Nenhuma hipocrisia? Nada de falso heroismo e desprendimento? Pois bem: em minha
opinião (que, afinal, não contava no frigir dos ovos) a gestação tubária,
teratogênica, daquelas crianças deveria ter sido interrompida quando do
primeiro ultrassom, mas quem sou eu, o que é que eu sei das coisas? Eu não sou
e nem era santo, não posso e nem podia interferir na evolução dos
acontecimentos...
01,
01:30h da madrugada, chamo o plantonista; a criança pós-operada, apesar de
entubada, está lutando contra o respirador 'bird' e, além do mais, está febril,
39ºC...
-
(Médico)...essa febre é do SNC, condição neurológica, não há muito o que fazer.

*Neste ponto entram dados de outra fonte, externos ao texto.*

use trellis_web::guard::{fn_guard, GuardOutcome};
use trellis_web::{handler_fn, RequestContext, Responder, Router, Server};

async fn hello_world() -> &'static str {
    "hello world"
}

#[tokio::main]
async fn main() -> std::io::Result<()> {
    let router = Router::builder().get("/", handler_fn(hello_world)).build();

    // reject anything without a user-agent before routing runs
    let require_user_agent = fn_guard(|req: &RequestContext| {
        if req.headers().contains_key(http::header::USER_AGENT) {
            GuardOutcome::Pass
        } else {
            GuardOutcome::Halt((http::StatusCode::FORBIDDEN, "user-agent required").response_to(req))
        }
    });

    Server::builder()
        .router(router)
        .bind("127.0.0.1:8080")
        .guard(require_user_agent)
        .build()
        .expect("server setup")
        .start()
        .await
}
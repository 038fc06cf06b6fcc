use http::Method;
use once_cell::sync::Lazy;
use serde::Deserialize;
use trellis_web::bind::params::{params_fn, ParamMap, Parameter};
use trellis_web::bind::{BindForm, Schema};
use trellis_web::extract::{Form, Json};
use trellis_web::{handler_fn, Router, Server};

#[derive(Default, Debug)]
pub struct User {
    name: String,
    zip: String,
}

impl BindForm for User {
    fn schema() -> &'static Schema<Self> {
        static SCHEMA: Lazy<Schema<User>> = Lazy::new(|| {
            Schema::builder()
                .field("name", |user: &mut User, value: String| user.name = value)
                .field("zip", |user: &mut User, value: String| user.zip = value)
                .build()
        });
        &SCHEMA
    }
}

#[derive(Deserialize, Debug)]
pub struct JsonUser {
    name: String,
    zip: String,
}

async fn simple_get(method: &Method) -> String {
    format!("receive from method: {}\r\n", method)
}

// curl -v -d "name=hello&zip=world" http://127.0.0.1:8080/form
async fn form_data(method: &Method, Form(user): Form<User>) -> String {
    format!("receive from method: {}, name: {}, zip: {}\r\n", method, user.name, user.zip)
}

// curl -v -H 'Content-Type: application/json' -d '{"name":"hello","zip":"world"}' http://127.0.0.1:8080/json
async fn json_data(method: &Method, Json(user): Json<JsonUser>) -> String {
    format!("receive from method: {}, receive user: {:#?}\r\n", method, user)
}

// curl -v -d "name=hello&age=36" http://127.0.0.1:8080/signup
async fn signup(params: ParamMap) -> String {
    let name = params.get_str("name").unwrap_or_default();
    let age = params.get_int("age").unwrap_or_default();
    format!("signed up {} ({})\r\n", name, age)
}

async fn default_handler() -> &'static str {
    "404 not found"
}

#[tokio::main]
async fn main() -> std::io::Result<()> {
    let router = Router::builder()
        .get("/", handler_fn(simple_get))
        .post("/form", handler_fn(form_data))
        .post("/json", handler_fn(json_data))
        .post("/signup", params_fn(vec![Parameter::string("name", true), Parameter::int("age", true)], signup))
        .build();

    Server::builder()
        .router(router)
        .bind("127.0.0.1:8080")
        .default_handler(handler_fn(default_handler))
        .build()
        .expect("server setup")
        .start()
        .await
}
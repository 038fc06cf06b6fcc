use crate::body::BodyBytes;
use crate::{FromRequest, RequestContext};
use async_trait::async_trait;
use bytes::Bytes;
use trellis_http::protocol::ParseError;

/// The raw buffered body.
#[async_trait]
impl FromRequest for Bytes {
    type Output<'r> = Bytes;
    type Error = ParseError;

    async fn from_request<'r>(_req: &'r RequestContext<'_, '_>, body: BodyBytes) -> Result<Self::Output<'r>, Self::Error> {
        body.take()
    }
}

/// The body decoded as UTF-8 text.
#[async_trait]
impl FromRequest for String {
    type Output<'r> = String;
    type Error = ParseError;

    async fn from_request<'r>(req: &'r RequestContext<'_, '_>, body: BodyBytes) -> Result<Self::Output<'r>, Self::Error> {
        let bytes = Bytes::from_request(req, body).await?;
        match String::from_utf8(bytes.into()) {
            Ok(s) => Ok(s),
            Err(_) => Err(ParseError::invalid_body("request body is not utf8")),
        }
    }
}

Vou acertar o ritmo do respirador e vamos fazer um X de tórax prá ver como
estão os pulmõezinhos e, só depois, tomar conduta...
- Vou
chamar o pessoal da gasoterapia; não dá prá desconectar do bird...
- É
mesmo!...chama, chama..., diz que é urgência, caso importante..., vou preencher
a requisição...
Como
ninguém atendia ao telefone da gaso, desci aos infernos dos subterrâneos do HC
para ver o que estava acontecendo e deixei o médico e as enfermeiras procurando
acertar o ritmo e as misturas gasosas do bird, situação crítica!
Quando
voltei para a clínica com os técnicos e o respirador portátil, pelo menos uma
parte de nossos problemas começaram a ser resolvidos e conseguimos começar a
descer para a radiologia. Não podíamos ficar muito tempo fora de um ambiente
controlado, claro e nem pedir que um técnico em raio X subisse para a Neuro com
um equipamento portátil. O tempo era importante!; no entanto, já no elevador, a
criança começou a convulsionar...:
- Essa
criança está parando! Está parando! Vai parar com a gente... Vamos descer no
PS... Precisamos espaço...
Saimos
para o corredor do PS com a criança parada... Começamos a tentar a
ressuscitação massageando seu peito com a ponta de dois dedos.
Formou-se
um circulo em torno do berço.
Algumas
colegas começaram a rezar em voz alta, enquanto outras pediam que chamassem o
capelão, outras choravam...
Um
professor do PS foi chamado e chegou assumindo os procedimentos:
- 'Tá
bom, 'tá bom...já fizeram sua parte, já chega!já chega! É muito sofrimento,
chega!...chega! Vamos deixar a natureza seguir seu cuso... eu assumo daqui...
**********
Estou
olhando para a escuridão; acendo cigarro após cigarro...
Finalmente
amanhece. O ambiente na ala norte está alegre e triste ao mesmo tempo, se é que
me entendem.
Fim de um
sofrimento.
Das
meninas e nosso, nós profissionais...
Passamos
o plantão para o grupo que entrava.
Procissão
pelo corredor.
Leito
"fechado" na Neuropediatria.
11:00h da
manhã, tomo um banho demorado e começo a me preparar para pegar plantão no
Hospital Iguatemi. Faço um lanche/almoço rápido. A Odete já está trabalhando em
seu Salão de Cabeleireiro que está com algumas clientes. Uma delas, ao me ver,
sorri:
- Eh,
'seu' Ignacio... Tenho inveja do senhor... Trabalho leve, um curativo aqui, uma
injeçãozinha ali, roupa branca... vocês ficam tão bonitos de branco... se eu
fosse enfermeira iria trabalhar com criança... adoro crianças...
- Que
bom, que bom...porque você não faz o curso?... serviço não falta... bem, 'tou
indo... até logo, senhoras... tchau Odete!
- Vai com
Deus...
- Amem!
Por Joaquim Ignacio de
Souza Netto
4 comentários:
Caramba, Ignácio!
Já houve tempo, há muito tempo, em que eu pensava exatamente como essa senhora, cliente da sua esposa. Hoje, não! Por conta de ter sido "lançado" de cabeça nos cuidados com meus pais, acabei me acostumando a hospitais e cuidados em casa, onde aprendi que a "vida dos enfermeiros" não é cheia de glamur como fazem crer as roupas brancas, mas repleta de trabalho, suspense, preocupações, responsabilidade e sensibilidade.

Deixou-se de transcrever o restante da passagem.